You might think that I mean that literally – he was about a foot taller than me – but Kyle was someone whose presence in my life made me a better person.
Wallace, whose death this week at age 36 leaves a void in this community even larger than the man himself, was someone who clearly understood the things that are truly important in this life.
I had a unique opportunity to observe these things about him.
As a journalist I watched his career as a coach and developed respect for how he encouraged kids.
Kyle played football at Mississippi State and Delta State so he knew plenty about athletics. But I think his real gift was the influence he had on his players that lasted after they left the field.
When Kyle started his coaching career at Yazoo City High School he was often the only white guy on the field. That made absolutely no difference to him, and he fit right in. I’ve heard countless stories from former players reflecting on how he encouraged them, and how he always stressed that all the athletic ability in the world is meaningless if you can’t graduate. One of those players is Philadelphia Eagles star Fletcher Cox, who regularly recalls Wallace’s influence on him.

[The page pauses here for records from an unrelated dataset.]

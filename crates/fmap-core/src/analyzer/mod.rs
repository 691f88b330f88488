//! Static reference analysis over a set of TypeScript/TSX source files.
//!
//! The analyzer parses each target file with OXC, harvests its top-level
//! import declarations, categorizes internal imports by path pattern, and
//! verifies actual usage before recording a reference: components must appear
//! as JSX tags and actions as call targets, while module imports count by
//! inclusion alone. The result is a sparse per-file usage map plus an
//! inverted reference index.

mod resolve;
mod visitor;

use std::fs;
use std::path::{Path, PathBuf};

use oxc_allocator::Allocator;
use oxc_ast::ast::{ImportDeclarationSpecifier, Statement};
use oxc_ast_visit::Visit;
use oxc_parser::Parser;
use oxc_span::SourceType;
use tracing::{debug, warn};

use crate::error::{FmapError, Result};
use crate::model::{push_unique, FileUsage, ReferenceAnalysisResult};
use crate::patterns::{ImportCategory, PathPatterns};

use resolve::resolve_module_path;
use visitor::UsageVisitor;

/// Options for constructing a [`ReferenceAnalyzer`].
#[derive(Debug, Clone, Default)]
pub struct AnalyzerOptions {
    /// Optional `tsconfig.json` path used to discover the import alias
    /// prefix from `compilerOptions.paths`. When absent, `@/` is assumed.
    pub tsconfig: Option<PathBuf>,
    /// Path-pattern lists for import categorization.
    pub patterns: PathPatterns,
}

/// Analyzes import usage across a fixed set of project source files.
///
/// Only the target files are ever loaded; the analyzer does not follow the
/// dependency graph. Each file is parsed into its own arena allocation that
/// is released as soon as that file's analysis finishes.
#[derive(Debug)]
pub struct ReferenceAnalyzer {
    project_root: PathBuf,
    patterns: PathPatterns,
    alias_prefix: String,
}

impl ReferenceAnalyzer {
    /// Create an analyzer rooted at `project_root`.
    ///
    /// This is the only fallible step of the analysis pipeline: a tsconfig
    /// that cannot be read or parsed is a terminal error, since the analyzer
    /// has no module-resolution context without it.
    pub fn new(project_root: impl Into<PathBuf>, options: AnalyzerOptions) -> Result<Self> {
        let alias_prefix = match &options.tsconfig {
            Some(path) => load_alias_prefix(path)?,
            None => default_alias_prefix(),
        };
        Ok(Self {
            project_root: project_root.into(),
            patterns: options.patterns,
            alias_prefix,
        })
    }

    /// Analyze the given files and build the usage and reverse-reference maps.
    ///
    /// Files are processed in lexicographic path order so that relationship
    /// insertion order, and therefore the final artifact, is deterministic.
    /// Unreadable or unparseable files are skipped with a warning.
    pub fn analyze(&self, files: &[PathBuf]) -> ReferenceAnalysisResult {
        let mut targets: Vec<(String, PathBuf)> = files
            .iter()
            .map(|path| (self.relative_path(path), self.absolute_path(path)))
            .collect();
        targets.sort_by(|a, b| a.0.cmp(&b.0));
        targets.dedup_by(|a, b| a.0 == b.0);

        let mut result = ReferenceAnalysisResult::default();
        for (rel_path, abs_path) in targets {
            let source = match fs::read_to_string(&abs_path) {
                Ok(source) => source,
                Err(error) => {
                    warn!(path = %rel_path, %error, "skipping unreadable source file");
                    continue;
                }
            };
            if let Some(usage) = self.analyze_source(&rel_path, &source) {
                result.references.record(&usage);
                result.file_usages.insert(rel_path, usage);
            }
        }
        debug!(files = result.file_usages.len(), "reference analysis complete");
        result
    }

    /// Analyze a single file's source text. Returns `None` when the file has
    /// no detected usage in any category (sparse representation) or when it
    /// cannot be parsed.
    pub fn analyze_source(&self, rel_path: &str, source: &str) -> Option<FileUsage> {
        let source_type = SourceType::from_path(rel_path).unwrap_or_else(|_| SourceType::tsx());
        let allocator = Allocator::default();
        let parsed = Parser::new(&allocator, source, source_type).parse();
        if !parsed.errors.is_empty() {
            warn!(path = %rel_path, errors = parsed.errors.len(), "skipping unparseable source file");
            return None;
        }
        let program = parsed.program;

        let mut usage = FileUsage::new(rel_path);
        let mut component_candidates: Vec<String> = Vec::new();
        let mut action_candidates: Vec<String> = Vec::new();

        for statement in &program.body {
            let Statement::ImportDeclaration(import) = statement else {
                continue;
            };
            if import.import_kind.is_type() {
                continue;
            }
            let specifier = import.source.value.as_str();
            if !self.is_internal_specifier(specifier) {
                continue;
            }

            let category = self.patterns.categorize(specifier);
            if category == ImportCategory::Module {
                // Module relationships are tracked by resolved file path in
                // addition to symbol names; side-effect imports still count.
                if let Some(path) = resolve_module_path(rel_path, specifier, &self.alias_prefix) {
                    push_unique(&mut usage.used_module_paths, &path);
                }
            }

            let Some(specifiers) = &import.specifiers else {
                continue;
            };
            for imported in specifiers {
                let Some(local) = runtime_local_name(imported) else {
                    continue;
                };
                match category {
                    ImportCategory::Component => push_unique(&mut component_candidates, local),
                    ImportCategory::Action => push_unique(&mut action_candidates, local),
                    ImportCategory::Module => push_unique(&mut usage.used_modules, local),
                    ImportCategory::None => {}
                }
            }
        }

        // Importing alone is not usage: components must render and actions
        // must be called before they are recorded.
        let mut usages = UsageVisitor::default();
        usages.visit_program(&program);
        for name in &component_candidates {
            if usages.jsx_tags.contains(name) {
                push_unique(&mut usage.used_components, name);
            }
        }
        for name in &action_candidates {
            if usages.call_targets.contains(name) {
                push_unique(&mut usage.used_actions, name);
            }
        }

        if usage.is_empty() {
            None
        } else {
            Some(usage)
        }
    }

    fn is_internal_specifier(&self, specifier: &str) -> bool {
        specifier.starts_with('.') || specifier.starts_with(&self.alias_prefix)
    }

    fn relative_path(&self, path: &Path) -> String {
        let rel = path.strip_prefix(&self.project_root).unwrap_or(path);
        rel.to_string_lossy().replace('\\', "/")
    }

    fn absolute_path(&self, path: &Path) -> PathBuf {
        if path.is_absolute() {
            path.to_path_buf()
        } else {
            self.project_root.join(path)
        }
    }
}

fn default_alias_prefix() -> String {
    "@/".to_string()
}

/// Read the alias prefix from a tsconfig's `compilerOptions.paths` table.
///
/// The first wildcard mapping (a key ending in `/*`) wins; a tsconfig with
/// no paths table falls back to the `@/` convention. Unreadable or malformed
/// configuration is terminal.
fn load_alias_prefix(path: &Path) -> Result<String> {
    let text = fs::read_to_string(path).map_err(|error| FmapError::CompilerConfig {
        path: path.to_path_buf(),
        message: error.to_string(),
    })?;
    let value: serde_json::Value =
        serde_json::from_str(&strip_comments(&text)).map_err(|error| FmapError::CompilerConfig {
            path: path.to_path_buf(),
            message: error.to_string(),
        })?;

    let paths = value
        .get("compilerOptions")
        .and_then(|options| options.get("paths"))
        .and_then(|paths| paths.as_object());
    if let Some(paths) = paths {
        for key in paths.keys() {
            if let Some(prefix) = key.strip_suffix('*') {
                if prefix.ends_with('/') {
                    return Ok(prefix.to_string());
                }
            }
        }
    }
    Ok(default_alias_prefix())
}

/// Strip `//` and `/* */` comments so tsconfig's JSONC dialect parses as JSON.
fn strip_comments(text: &str) -> String {
    let mut out = String::with_capacity(text.len());
    let mut chars = text.chars().peekable();
    let mut in_string = false;
    while let Some(ch) = chars.next() {
        if in_string {
            out.push(ch);
            if ch == '\\' {
                if let Some(escaped) = chars.next() {
                    out.push(escaped);
                }
            } else if ch == '"' {
                in_string = false;
            }
        } else if ch == '"' {
            in_string = true;
            out.push('"');
        } else if ch == '/' && chars.peek() == Some(&'/') {
            for skipped in chars.by_ref() {
                if skipped == '\n' {
                    out.push('\n');
                    break;
                }
            }
        } else if ch == '/' && chars.peek() == Some(&'*') {
            chars.next();
            let mut prev = '\0';
            for skipped in chars.by_ref() {
                if prev == '*' && skipped == '/' {
                    break;
                }
                prev = skipped;
            }
        } else {
            out.push(ch);
        }
    }
    out
}

fn runtime_local_name<'a>(specifier: &'a ImportDeclarationSpecifier<'a>) -> Option<&'a str> {
    match specifier {
        ImportDeclarationSpecifier::ImportSpecifier(named) => {
            if named.import_kind.is_type() {
                None
            } else {
                Some(named.local.name.as_str())
            }
        }
        ImportDeclarationSpecifier::ImportDefaultSpecifier(default) => {
            Some(default.local.name.as_str())
        }
        ImportDeclarationSpecifier::ImportNamespaceSpecifier(namespace) => {
            Some(namespace.local.name.as_str())
        }
    }
}
//! Annotation extraction from custom JSDoc tags.
//!
//! The extractor scans raw source text for `/** ... */` blocks and recognizes
//! a fixed tag vocabulary (`@screen`, `@component`, `@serverAction`,
//! `@module`, `@dbTable`, plus scalar and list tags). It never fails on
//! arbitrary input; malformed tags are simply skipped.

use crate::model::{push_unique, EntityKind, FeatureMapItem, ModuleMetadata, UNKNOWN_APP};

/// Output of scanning one file for annotations.
#[derive(Debug, Default, Clone)]
pub struct ExtractedAnnotations {
    /// Entity drafts declared by the file, in source order.
    pub items: Vec<FeatureMapItem>,
    /// Auxiliary module metadata keyed by the path-derived module name.
    pub metadata: ModuleMetadata,
}

/// Extract annotated entities and module metadata from raw file text.
///
/// `path` is the file path relative to the project root; it becomes the
/// `path` of every produced item and drives app/module-name inference.
pub fn extract_annotations(source: &str, path: &str) -> ExtractedAnnotations {
    let mut result = ExtractedAnnotations::default();
    let inferred_app = infer_app(path);
    let module_name = module_name_from_path(path);
    let mut declares_module = false;

    for block in jsdoc_blocks(source) {
        let parsed = parse_block(&block);
        if parsed.entities.iter().any(|(kind, _)| *kind == EntityKind::Module) {
            declares_module = true;
        }

        for (kind, name) in &parsed.entities {
            let mut item = FeatureMapItem::new(*kind, name.clone(), path);
            item.feature = parsed.feature.clone();
            item.app = parsed
                .app
                .clone()
                .unwrap_or_else(|| inferred_app.clone());
            item.used_components = parsed.used_components.clone();
            item.used_actions = parsed.used_actions.clone();
            item.used_in_screens = parsed.used_in_screens.clone();
            item.used_in_components = parsed.used_in_components.clone();
            item.used_in_actions = parsed.used_in_actions.clone();
            item.used_in_middleware = parsed.used_in_middleware.clone();
            item.used_in_layouts = parsed.used_in_layouts.clone();
            item.used_modules = parsed.used_modules.clone();
            item.used_in_modules = parsed.used_in_modules.clone();
            item.db_tables = parsed.db_tables.clone();
            result.items.push(item);
        }

        if let Some(description) = parsed.description {
            result
                .metadata
                .descriptions
                .entry(module_name.clone())
                .or_insert(description);
        }
        if !parsed.types.is_empty() {
            let entry = result.metadata.types.entry(module_name.clone()).or_default();
            for value in &parsed.types {
                push_unique(entry, value);
            }
        }
        if !parsed.utilities.is_empty() {
            let entry = result
                .metadata
                .utilities
                .entry(module_name.clone())
                .or_default();
            for value in &parsed.utilities {
                push_unique(entry, value);
            }
        }
    }

    // Metadata only makes sense for files that actually declare a module.
    if !declares_module {
        result.metadata = ModuleMetadata::default();
    }

    result
}

/// Derive the owning app name from an `apps/<name>/` path segment.
pub fn infer_app(path: &str) -> String {
    let segments: Vec<&str> = path.split('/').collect();
    if let Some(idx) = segments.iter().position(|segment| *segment == "apps") {
        if let Some(app) = segments.get(idx + 1) {
            if !app.is_empty() {
                return (*app).to_string();
            }
        }
    }
    UNKNOWN_APP.to_string()
}

/// Pure path-to-name projection for module metadata grouping.
///
/// Takes the path after the last `lib/` segment with the extension stripped,
/// falling back to the file stem for files outside any `lib/` directory.
pub fn module_name_from_path(path: &str) -> String {
    let without_ext = path
        .strip_suffix(".tsx")
        .or_else(|| path.strip_suffix(".ts"))
        .unwrap_or(path);
    let segments: Vec<&str> = without_ext.split('/').collect();
    if let Some(idx) = segments.iter().rposition(|segment| *segment == "lib") {
        let tail = &segments[idx + 1..];
        if !tail.is_empty() {
            return tail.join("/");
        }
    }
    segments.last().copied().unwrap_or(without_ext).to_string()
}

#[derive(Debug, Default)]
struct ParsedBlock {
    entities: Vec<(EntityKind, String)>,
    feature: Option<String>,
    app: Option<String>,
    description: Option<String>,
    used_components: Vec<String>,
    used_actions: Vec<String>,
    used_in_screens: Vec<String>,
    used_in_components: Vec<String>,
    used_in_actions: Vec<String>,
    used_in_middleware: Vec<String>,
    used_in_layouts: Vec<String>,
    used_modules: Vec<String>,
    used_in_modules: Vec<String>,
    db_tables: Vec<String>,
    types: Vec<String>,
    utilities: Vec<String>,
}

/// Yields the inner text of every `/** ... */` block in source order.
fn jsdoc_blocks(source: &str) -> Vec<String> {
    let mut blocks = Vec::new();
    let mut rest = source;
    while let Some(start) = rest.find("/**") {
        let after = &rest[start + 3..];
        match after.find("*/") {
            Some(end) => {
                blocks.push(after[..end].to_string());
                rest = &after[end + 2..];
            }
            None => break, // unterminated comment; nothing more to scan
        }
    }
    blocks
}

fn parse_block(raw: &str) -> ParsedBlock {
    let mut parsed = ParsedBlock::default();
    let lines = normalize_lines(raw);

    let mut idx = 0;
    while idx < lines.len() {
        let line = &lines[idx];
        if let Some(rest) = line.strip_prefix('@') {
            let (tag, payload) = split_tag_payload(rest);
            match tag {
                "screen" => push_entity(&mut parsed, EntityKind::Screen, payload),
                "component" => push_entity(&mut parsed, EntityKind::Component, payload),
                "serverAction" => push_entity(&mut parsed, EntityKind::Action, payload),
                "module" => push_entity(&mut parsed, EntityKind::Module, payload),
                "dbTable" => push_entity(&mut parsed, EntityKind::Table, payload),
                "feature" => {
                    let value = payload.trim();
                    if !value.is_empty() {
                        parsed.feature = Some(value.to_string());
                    }
                }
                "app" => {
                    if let Some(value) = first_token(payload) {
                        parsed.app = Some(value.to_string());
                    }
                }
                "description" => {
                    // Description may continue over following non-tag lines.
                    let mut text_lines = Vec::new();
                    if !payload.trim().is_empty() {
                        text_lines.push(payload.trim().to_string());
                    }
                    while idx + 1 < lines.len() && !lines[idx + 1].starts_with('@') {
                        idx += 1;
                        if !lines[idx].is_empty() {
                            text_lines.push(lines[idx].clone());
                        }
                    }
                    let text = text_lines.join(" ").trim().to_string();
                    if !text.is_empty() {
                        parsed.description = Some(text);
                    }
                }
                "usedComponents" => extend_list(&mut parsed.used_components, payload),
                "usedActions" => extend_list(&mut parsed.used_actions, payload),
                "usedInScreens" => extend_list(&mut parsed.used_in_screens, payload),
                "usedInComponents" => extend_list(&mut parsed.used_in_components, payload),
                "usedInActions" => extend_list(&mut parsed.used_in_actions, payload),
                "usedInMiddleware" => extend_list(&mut parsed.used_in_middleware, payload),
                "usedInLayouts" => extend_list(&mut parsed.used_in_layouts, payload),
                "usedModules" => extend_list(&mut parsed.used_modules, payload),
                "usedInModules" => extend_list(&mut parsed.used_in_modules, payload),
                "dbTables" => extend_list(&mut parsed.db_tables, payload),
                "types" => extend_list(&mut parsed.types, payload),
                "utilities" => extend_list(&mut parsed.utilities, payload),
                _ => {} // unknown tags are not an error
            }
        }
        idx += 1;
    }

    parsed
}

fn push_entity(parsed: &mut ParsedBlock, kind: EntityKind, payload: &str) {
    if let Some(name) = first_token(payload) {
        parsed.entities.push((kind, name.to_string()));
    }
}

fn extend_list(list: &mut Vec<String>, payload: &str) {
    for value in payload.split(',') {
        let value = value.trim();
        if !value.is_empty() {
            push_unique(list, value);
        }
    }
}

fn first_token(payload: &str) -> Option<&str> {
    payload.split_whitespace().next()
}

fn split_tag_payload(input: &str) -> (&str, &str) {
    let mut parts = input.splitn(2, char::is_whitespace);
    let tag = parts.next().unwrap_or("");
    let payload = parts.next().unwrap_or("").trim();
    (tag, payload)
}

fn normalize_lines(raw: &str) -> Vec<String> {
    raw.lines()
        .map(|line| {
            let line = line.trim();
            let line = line.strip_prefix('*').unwrap_or(line);
            line.trim().to_string()
        })
        .collect()
}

As a fellow church member I had a chance to see how his faith guided him. In our Sunday School classes Kyle wasn’t always a big talker, but when he said something it was usually something meaningful. When he experienced setbacks and things didn’t work out the way he wanted, he had faith that God had a plan for him and his family.
As a friend I had a chance to appreciate how much he loved his family.
When Jamie and I were first married and she moved to Yazoo City it was hard for her at first because she didn’t know anyone. She was thrilled to discover that Kyle’s wife Jamie, who my Jamie became friends with in college, lived in Yazoo. They became really close, and that of course meant that before long I was attending social events.
Kyle and I immediately hit it off. He was a down-to-earth guy with absolutely no pretensions. He was a tough guy who never tried to talk tough, and he wasn’t afraid to be a little goofy if the situation called for it. His last birthday party was a 1980s themed costume party, and Kyle was dressed in those too short, too tight high waisted shorts that every coach wore in those days with a pair of high socks to complete the look.
Another reason I liked spending time with Kyle is that like me, when he had kids they became his priority. When our families spent time together it was often kid-friendly with our children playing together.
Kyle loved his family. His relationship with his wife was an example of how a marriage should be – two people who love and support each other and also have lots of fun together. He was a great father to his young children. When I think of him I always picture him holding his daughter Myla and being just as proud as the father of a beautiful little girl should be.
It’s times like this that I’m thankful that I have faith in God, and I accept that there are some things that I’m not going to understand no matter how hard I try. I can’t understand how this tragedy fits into any positive plan.
Only God knows why. Maybe I’ll get a chance to ask Him one day, but then again maybe it won’t even seem as important when we all see each other again and realize what a short ride this life was compared to eternity.
For now I’ll just try to honor my friend’s memory by making a commitment to always remember the things I learned from him and to stay true to those principles that made me admire him so much. Just like so many of his players over the years, I want Coach Wallace to be able to say that he is proud of me when the game’s over.